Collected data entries
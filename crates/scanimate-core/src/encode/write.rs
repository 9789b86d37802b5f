//! Writing encoded rasters to disk.
//!
//! The raster is fully encoded in memory first, written to a hidden sibling
//! file and then renamed over the target. A failed encode never touches the
//! target, and a failed write never leaves a truncated PNG under the final
//! name.

use std::ffi::OsString;
use std::io;
use std::path::{Path, PathBuf};

use thiserror::Error;

use super::{encode_png, EncodeError};
use crate::Raster;

/// Errors that can occur while writing an output file.
#[derive(Debug, Error)]
pub enum WriteError {
    /// The raster could not be encoded.
    #[error(transparent)]
    Encode(#[from] EncodeError),

    /// The file could not be created, written or moved into place.
    #[error("I/O error: {0}")]
    Io(#[from] io::Error),

    /// The target path has no file name component.
    #[error("Not a file path: {0}")]
    NotAFile(PathBuf),
}

/// Encode `raster` as PNG and write it to `path`, replacing any existing file.
///
/// # Errors
///
/// Returns `WriteError::Encode` if encoding fails (nothing is written), and
/// `WriteError::Io` if the directory is missing or not writable.
pub fn write_png(raster: &Raster, path: impl AsRef<Path>) -> Result<(), WriteError> {
    let path = path.as_ref();
    let tmp = staging_path(path)?;
    let bytes = encode_png(raster)?;

    if let Err(e) = std::fs::write(&tmp, &bytes) {
        let _ = std::fs::remove_file(&tmp);
        return Err(e.into());
    }
    if let Err(e) = std::fs::rename(&tmp, path) {
        let _ = std::fs::remove_file(&tmp);
        return Err(e.into());
    }

    tracing::debug!(path = %path.display(), bytes = bytes.len(), "wrote png");
    Ok(())
}

/// `dir/.name.tmp` next to `dir/name`.
fn staging_path(path: &Path) -> Result<PathBuf, WriteError> {
    let name = path
        .file_name()
        .ok_or_else(|| WriteError::NotAFile(path.to_path_buf()))?;
    let mut tmp_name = OsString::from(".");
    tmp_name.push(name);
    tmp_name.push(".tmp");
    Ok(path.with_file_name(tmp_name))
}
//! PNG encoding for composite and mask output.
//!
//! The `image` crate's PNG encoder is used with fixed settings so that the
//! same raster always encodes to the same bytes.

use image::codecs::png::{CompressionType, FilterType, PngEncoder};
use image::ExtendedColorType;
use image::ImageEncoder;
use thiserror::Error;

use crate::raster::CHANNELS;
use crate::Raster;

/// Errors that can occur during PNG encoding.
#[derive(Debug, Error)]
pub enum EncodeError {
    /// Pixel data length doesn't match expected dimensions
    #[error("Invalid pixel data: expected {expected} bytes (width * height * 4), got {actual}")]
    InvalidPixelData { expected: usize, actual: usize },

    /// Width or height is zero
    #[error("Invalid dimensions: width ({width}) and height ({height}) must be non-zero")]
    InvalidDimensions { width: u32, height: u32 },

    /// PNG encoding failed
    #[error("PNG encoding failed: {0}")]
    EncodingFailed(String),
}

/// Encode a raster to PNG bytes (8-bit RGBA).
///
/// # Errors
///
/// Returns an error if the raster has a zero dimension, if its buffer length
/// doesn't match its dimensions, or if the encoder fails.
pub fn encode_png(raster: &Raster) -> Result<Vec<u8>, EncodeError> {
    let (width, height) = raster.dimensions();
    let pixels = &raster.pixels;

    if width == 0 || height == 0 {
        return Err(EncodeError::InvalidDimensions { width, height });
    }

    let expected_len = width as usize * height as usize * CHANNELS;
    if pixels.len() != expected_len {
        return Err(EncodeError::InvalidPixelData {
            expected: expected_len,
            actual: pixels.len(),
        });
    }

    let mut buffer = Vec::new();
    let encoder =
        PngEncoder::new_with_quality(&mut buffer, CompressionType::Default, FilterType::Adaptive);

    encoder
        .write_image(pixels, width, height, ExtendedColorType::Rgba8)
        .map_err(|e| EncodeError::EncodingFailed(e.to_string()))?;

    Ok(buffer)
}

#[cfg(test)]
mod tests {
    use super::*;
    use crate::decode::decode_raster;
    use crate::raster::{BLACK, WHITE};

    const PNG_SIGNATURE: [u8; 8] = [0x89, b'P', b'N', b'G', 0x0D, 0x0A, 0x1A, 0x0A];

    #[test]
    fn test_encode_png_signature() {
        let raster = Raster::filled(10, 10, WHITE);
        let bytes = encode_png(&raster).unwrap();

        assert_eq!(&bytes[0..8], &PNG_SIGNATURE);
        // IEND chunk type sits 8 bytes before the end (type + CRC).
        let len = bytes.len();
        assert_eq!(&bytes[len - 8..len - 4], b"IEND");
    }

    #[test]
    fn test_encode_png_is_lossless() {
        let mut raster = Raster::filled(7, 3, BLACK);
        raster.pixels[0..4].copy_from_slice(&[1, 2, 3, 4]);
        raster.pixels[40..44].copy_from_slice(&[250, 128, 0, 0]);

        let bytes = encode_png(&raster).unwrap();
        let decoded = decode_raster(&bytes).unwrap();
        assert_eq!(decoded, raster);
    }

    #[test]
    fn test_encode_png_zero_width() {
        let raster = Raster::new(0, 10, vec![]);
        let result = encode_png(&raster);
        assert!(matches!(result, Err(EncodeError::InvalidDimensions { .. })));
    }

    #[test]
    fn test_encode_png_invalid_pixel_data() {
        let raster = Raster {
            width: 10,
            height: 10,
            pixels: vec![0u8; 10 * 9 * 4],
        };
        let result = encode_png(&raster);
        assert!(matches!(
            result,
            Err(EncodeError::InvalidPixelData {
                expected: 400,
                actual: 360
            })
        ));
    }

    #[test]
    fn test_encode_png_deterministic() {
        let raster = Raster::filled(33, 17, [12, 34, 56, 255]);
        assert_eq!(encode_png(&raster).unwrap(), encode_png(&raster).unwrap());
    }
}
//! Top-level error for barrier-grid generation.

use std::path::PathBuf;

use thiserror::Error;

use crate::decode::DecodeError;
use crate::encode::WriteError;

/// Every way a generation run can fail.
///
/// Each variant aborts the whole run at the point it is detected.
#[derive(Debug, Error)]
pub enum GenerateError {
    /// The source set is empty.
    #[error("No images to combine")]
    NoImages,

    /// An input file could not be opened or decoded.
    #[error("Error opening image {index} ({}): {source}", .path.display())]
    Decode {
        index: usize,
        path: PathBuf,
        #[source]
        source: DecodeError,
    },

    /// An input differs in size from the first (reference) image.
    #[error(
        "Images must be of the same size: image {index} is {width}x{height}, \
         expected {expected_width}x{expected_height}"
    )]
    SizeMismatch {
        index: usize,
        expected_width: u32,
        expected_height: u32,
        width: u32,
        height: u32,
    },

    /// A caller-built raster whose pixel buffer does not match its dimensions.
    #[error("Image {index} has {actual} bytes of pixel data, expected {expected}")]
    InvalidPixelData {
        index: usize,
        expected: usize,
        actual: usize,
    },

    /// An in-memory input could not be decoded.
    #[error("Error opening image {index}: {source}")]
    DecodeBuffer {
        index: usize,
        #[source]
        source: DecodeError,
    },

    /// The bar width does not evenly divide the reference width.
    #[error("Bar width {bar_width} must be a divider of the images' width {width}")]
    BarWidthMismatch { width: u32, bar_width: u32 },

    /// An output file could not be written.
    #[error("Error creating output image {}: {source}", .path.display())]
    Write {
        path: PathBuf,
        #[source]
        source: WriteError,
    },

    /// The generation options are unusable.
    #[error("Invalid options: {0}")]
    InvalidOptions(String),
}

/// Convenience alias used throughout the crate.
pub type GenerateResult<T> = Result<T, GenerateError>;
//! Error types for raster loading.

use thiserror::Error;

/// Error types for raster loading operations.
#[derive(Debug, Error)]
pub enum DecodeError {
    /// The file could not be opened or read.
    #[error("I/O error: {0}")]
    Io(#[from] std::io::Error),

    /// The content is not a recognized raster format.
    #[error("Invalid or unsupported image format")]
    InvalidFormat,

    /// The image file is corrupted or incomplete.
    #[error("Corrupted or incomplete image file: {0}")]
    CorruptedFile(String),

    /// The image decoded to zero width or height.
    #[error("Image has no pixels ({width}x{height})")]
    EmptyImage { width: u32, height: u32 },
}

## EXERCISE OBJECTIVE
The answer must consist of every line from the entries that holds the string "written".

## TASK RESULT
//! The raster is fully encoded in memory first, written to a hidden sibling
    /// The file could not be created, written or moved into place.
/// Returns `WriteError::Encode` if encoding fails (nothing is written), and
    /// An output file could not be written.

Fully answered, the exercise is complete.